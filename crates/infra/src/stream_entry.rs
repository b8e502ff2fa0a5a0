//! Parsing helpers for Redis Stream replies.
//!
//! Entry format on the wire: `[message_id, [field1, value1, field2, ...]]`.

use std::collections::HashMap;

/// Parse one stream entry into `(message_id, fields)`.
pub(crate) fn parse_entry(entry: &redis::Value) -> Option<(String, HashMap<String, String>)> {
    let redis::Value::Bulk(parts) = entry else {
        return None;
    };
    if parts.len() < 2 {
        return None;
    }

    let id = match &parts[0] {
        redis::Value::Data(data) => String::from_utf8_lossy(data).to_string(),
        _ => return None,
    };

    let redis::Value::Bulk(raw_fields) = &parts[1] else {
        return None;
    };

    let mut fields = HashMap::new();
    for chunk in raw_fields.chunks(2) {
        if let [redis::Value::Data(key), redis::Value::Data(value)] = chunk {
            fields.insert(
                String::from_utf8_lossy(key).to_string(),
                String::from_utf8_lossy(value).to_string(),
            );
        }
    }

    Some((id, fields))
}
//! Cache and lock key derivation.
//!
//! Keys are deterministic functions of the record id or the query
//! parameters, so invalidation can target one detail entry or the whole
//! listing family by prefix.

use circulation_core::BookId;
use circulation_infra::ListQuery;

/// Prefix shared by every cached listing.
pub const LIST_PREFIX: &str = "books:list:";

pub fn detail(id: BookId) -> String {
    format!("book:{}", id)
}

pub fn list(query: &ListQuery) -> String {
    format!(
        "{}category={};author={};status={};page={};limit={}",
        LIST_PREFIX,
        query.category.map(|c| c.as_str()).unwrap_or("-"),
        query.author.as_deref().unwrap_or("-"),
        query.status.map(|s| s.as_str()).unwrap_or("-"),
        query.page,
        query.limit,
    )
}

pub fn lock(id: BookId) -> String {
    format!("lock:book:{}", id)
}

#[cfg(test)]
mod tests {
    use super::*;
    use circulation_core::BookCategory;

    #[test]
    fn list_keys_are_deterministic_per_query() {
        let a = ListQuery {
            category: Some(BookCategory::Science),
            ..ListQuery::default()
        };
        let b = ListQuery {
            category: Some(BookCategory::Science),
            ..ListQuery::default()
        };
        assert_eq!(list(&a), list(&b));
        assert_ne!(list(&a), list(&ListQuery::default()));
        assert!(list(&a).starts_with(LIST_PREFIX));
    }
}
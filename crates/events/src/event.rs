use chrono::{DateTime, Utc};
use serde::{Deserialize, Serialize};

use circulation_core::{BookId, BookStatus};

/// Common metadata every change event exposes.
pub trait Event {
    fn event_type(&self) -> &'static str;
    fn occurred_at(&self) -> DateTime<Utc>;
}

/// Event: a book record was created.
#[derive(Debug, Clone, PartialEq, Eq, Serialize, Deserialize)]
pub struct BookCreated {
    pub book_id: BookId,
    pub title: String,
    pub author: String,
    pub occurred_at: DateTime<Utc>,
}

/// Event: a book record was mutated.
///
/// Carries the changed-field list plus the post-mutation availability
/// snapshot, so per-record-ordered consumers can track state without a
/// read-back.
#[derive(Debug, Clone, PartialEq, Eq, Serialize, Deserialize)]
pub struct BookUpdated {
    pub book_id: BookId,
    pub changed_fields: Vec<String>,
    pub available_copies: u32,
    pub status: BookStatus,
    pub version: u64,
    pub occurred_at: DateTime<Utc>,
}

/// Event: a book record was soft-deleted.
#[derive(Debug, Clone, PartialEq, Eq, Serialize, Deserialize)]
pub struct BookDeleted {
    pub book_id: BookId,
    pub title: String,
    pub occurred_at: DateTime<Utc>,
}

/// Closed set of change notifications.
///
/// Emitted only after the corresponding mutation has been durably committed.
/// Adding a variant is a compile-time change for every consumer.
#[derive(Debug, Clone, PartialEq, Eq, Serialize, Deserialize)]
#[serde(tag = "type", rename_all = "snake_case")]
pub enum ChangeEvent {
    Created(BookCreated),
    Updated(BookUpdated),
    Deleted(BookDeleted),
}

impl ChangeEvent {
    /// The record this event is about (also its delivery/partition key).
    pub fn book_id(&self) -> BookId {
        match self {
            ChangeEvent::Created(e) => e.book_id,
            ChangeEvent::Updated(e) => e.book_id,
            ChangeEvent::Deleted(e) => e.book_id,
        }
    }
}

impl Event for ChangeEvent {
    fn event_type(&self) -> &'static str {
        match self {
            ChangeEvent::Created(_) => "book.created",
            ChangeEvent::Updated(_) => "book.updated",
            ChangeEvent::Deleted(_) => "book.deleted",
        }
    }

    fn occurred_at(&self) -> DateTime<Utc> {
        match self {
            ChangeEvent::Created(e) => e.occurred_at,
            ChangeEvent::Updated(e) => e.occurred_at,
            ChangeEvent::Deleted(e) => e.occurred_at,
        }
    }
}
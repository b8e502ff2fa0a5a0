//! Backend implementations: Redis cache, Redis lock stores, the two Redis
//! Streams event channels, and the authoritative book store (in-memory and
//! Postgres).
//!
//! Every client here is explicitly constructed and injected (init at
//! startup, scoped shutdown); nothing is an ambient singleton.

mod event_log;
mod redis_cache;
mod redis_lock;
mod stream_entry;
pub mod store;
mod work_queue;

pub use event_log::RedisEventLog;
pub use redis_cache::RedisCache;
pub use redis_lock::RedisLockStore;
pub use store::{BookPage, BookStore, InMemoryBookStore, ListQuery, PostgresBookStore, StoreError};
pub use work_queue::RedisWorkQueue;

━━━━━━━━━━

(Assignment) Each record is to be transcribed exactly and in full.

(Exercise answer)
filename crates/infra/src/stream_entry.rs
repository b8e502ff2fa0a5a0
//! Parsing helpers for Redis Stream replies.
//!
//! Entry format on the wire: `[message_id, [field1, value1, field2, ...]]`.

use std::collections::HashMap;

/// Parse one stream entry into `(message_id, fields)`.
pub(crate) fn parse_entry(entry: &redis::Value) -> Option<(String, HashMap<String, String>)> {
    let redis::Value::Bulk(parts) = entry else {
        return None;
    };
    if parts.len() < 2 {
        return None;
    }

    let id = match &parts[0] {
        redis::Value::Data(data) => String::from_utf8_lossy(data).to_string(),
        _ => return None,
    };

    let redis::Value::Bulk(raw_fields) = &parts[1] else {
        return None;
    };

    let mut fields = HashMap::new();
    for chunk in raw_fields.chunks(2) {
        if let [redis::Value::Data(key), redis::Value::Data(value)] = chunk {
            fields.insert(
                String::from_utf8_lossy(key).to_string(),
                String::from_utf8_lossy(value).to_string(),
            );
        }
    }

    Some((id, fields))
}
//! Cache and lock key derivation.
//!
//! Keys are deterministic functions of the record id or the query
//! parameters, so invalidation can target one detail entry or the whole
//! listing family by prefix.

use circulation_core::BookId;
use circulation_infra::ListQuery;

/// Prefix shared by every cached listing.
pub const LIST_PREFIX: &str = "books:list:";

pub fn detail(id: BookId) -> String {
    format!("book:{}", id)
}

pub fn list(query: &ListQuery) -> String {
    format!(
        "{}category={};author={};status={};page={};limit={}",
        LIST_PREFIX,
        query.category.map(|c| c.as_str()).unwrap_or("-"),
        query.author.as_deref().unwrap_or("-"),
        query.status.map(|s| s.as_str()).unwrap_or("-"),
        query.page,
        query.limit,
    )
}

pub fn lock(id: BookId) -> String {
    format!("lock:book:{}", id)
}

#[cfg(test)]
mod tests {
    use super::*;
    use circulation_core::BookCategory;

    #[test]
    fn list_keys_are_deterministic_per_query() {
        let a = ListQuery {
            category: Some(BookCategory::Science),
            ..ListQuery::default()
        };
        let b = ListQuery {
            category: Some(BookCategory::Science),
            ..ListQuery::default()
        };
        assert_eq!(list(&a), list(&b));
        assert_ne!(list(&a), list(&ListQuery::default()));
        assert!(list(&a).starts_with(LIST_PREFIX));
    }
}
filename crates/events/src/event.rs
use chrono::{DateTime, Utc};
use serde::{Deserialize, Serialize};

use circulation_core::{BookId, BookStatus};

/// Common metadata every change event exposes.
pub trait Event {
    fn event_type(&self) -> &'static str;
    fn occurred_at(&self) -> DateTime<Utc>;
}

/// Event: a book record was created.
#[derive(Debug, Clone, PartialEq, Eq, Serialize, Deserialize)]
pub struct BookCreated {
    pub book_id: BookId,
    pub title: String,
    pub author: String,
    pub occurred_at: DateTime<Utc>,
}

/// Event: a book record was mutated.
///
/// Carries the changed-field list plus the post-mutation availability
/// snapshot, so per-record-ordered consumers can track state without a
/// read-back.
#[derive(Debug, Clone, PartialEq, Eq, Serialize, Deserialize)]
pub struct BookUpdated {
    pub book_id: BookId,
    pub changed_fields: Vec<String>,
    pub available_copies: u32,
    pub status: BookStatus,
    pub version: u64,
    pub occurred_at: DateTime<Utc>,
}

/// Event: a book record was soft-deleted.
#[derive(Debug, Clone, PartialEq, Eq, Serialize, Deserialize)]
pub struct BookDeleted {
    pub book_id: BookId,
    pub title: String,
    pub occurred_at: DateTime<Utc>,
}

/// Closed set of change notifications.
///
/// Emitted only after the corresponding mutation has been durably committed.
/// Adding a variant is a compile-time change for every consumer.
#[derive(Debug, Clone, PartialEq, Eq, Serialize, Deserialize)]
#[serde(tag = "type", rename_all = "snake_case")]
pub enum ChangeEvent {
    Created(BookCreated),
    Updated(BookUpdated),
    Deleted(BookDeleted),
}

impl ChangeEvent {
    /// The record this event is about (also its delivery/partition key).
    pub fn book_id(&self) -> BookId {
        match self {
            ChangeEvent::Created(e) => e.book_id,
            ChangeEvent::Updated(e) => e.book_id,
            ChangeEvent::Deleted(e) => e.book_id,
        }
    }
}

impl Event for ChangeEvent {
    fn event_type(&self) -> &'static str {
        match self {
            ChangeEvent::Created(_) => "book.created",
            ChangeEvent::Updated(_) => "book.updated",
            ChangeEvent::Deleted(_) => "book.deleted",
        }
    }

    fn occurred_at(&self) -> DateTime<Utc> {
        match self {
            ChangeEvent::Created(e) => e.occurred_at,
            ChangeEvent::Updated(e) => e.occurred_at,
            ChangeEvent::Deleted(e) => e.occurred_at,
        }
    }
}
repository b8e502ff2fa0a5a0
//! Backend implementations: Redis cache, Redis lock stores, the two Redis
//! Streams event channels, and the authoritative book store (in-memory and
//! Postgres).
//!
//! Every client here is explicitly constructed and injected (init at
//! startup, scoped shutdown); nothing is an ambient singleton.

mod event_log;
mod redis_cache;
mod redis_lock;
mod stream_entry;
pub mod store;
mod work_queue;

pub use event_log::RedisEventLog;
pub use redis_cache::RedisCache;
pub use redis_lock::RedisLockStore;
pub use store::{BookPage, BookStore, InMemoryBookStore, ListQuery, PostgresBookStore, StoreError};
pub use work_queue::RedisWorkQueue;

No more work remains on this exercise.